• _Task prompt_: Quote exactly the lines from the start of the entries to the one with "use serde::de::DeserializeOwned;", both ends included.

Entries taken from a collection
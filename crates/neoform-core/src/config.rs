//! Layered configuration for neoform services and tools.
//!
//! Configuration is loaded from (in priority order):
//! 1. Environment variables (`NEOFORM__` prefix, `__` between sections)
//! 2. Config file (`neoform.toml` by default)
//! 3. Defaults supplied by each section type

use serde::de::DeserializeOwned;

use crate::error::Result;

/// Environment variable prefix for all neoform settings.
pub const ENV_PREFIX: &str = "NEOFORM";

/// Load the layered settings for a config file prefix (e.g. `neoform`).
///
/// A missing file is not an error.
pub fn load_settings(file_prefix: &str) -> Result<config::Config> {
    let cfg = config::Config::builder()
        .add_source(config::File::with_name(file_prefix).required(false))
        .add_source(
            config::Environment::with_prefix(ENV_PREFIX)
                .separator("__")
                .try_parsing(true),
        )
        .build()?;
    Ok(cfg)
}

/// Read one section, falling back to its defaults when absent or invalid.
pub fn section<T: DeserializeOwned + Default>(cfg: &config::Config, name: &str) -> T {
    match cfg.get::<T>(name) {
        Ok(value) => value,
        Err(e) => {
            tracing::debug!(section = name, error = %e, "Using default configuration");
            T::default()
        }
    }
}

• _Task solution_:
filename crates/neoform-core/src/config.rs
//! Layered configuration for neoform services and tools.
//!
//! Configuration is loaded from (in priority order):
//! 1. Environment variables (`NEOFORM__` prefix, `__` between sections)
//! 2. Config file (`neoform.toml` by default)
//! 3. Defaults supplied by each section type

use serde::de::DeserializeOwned;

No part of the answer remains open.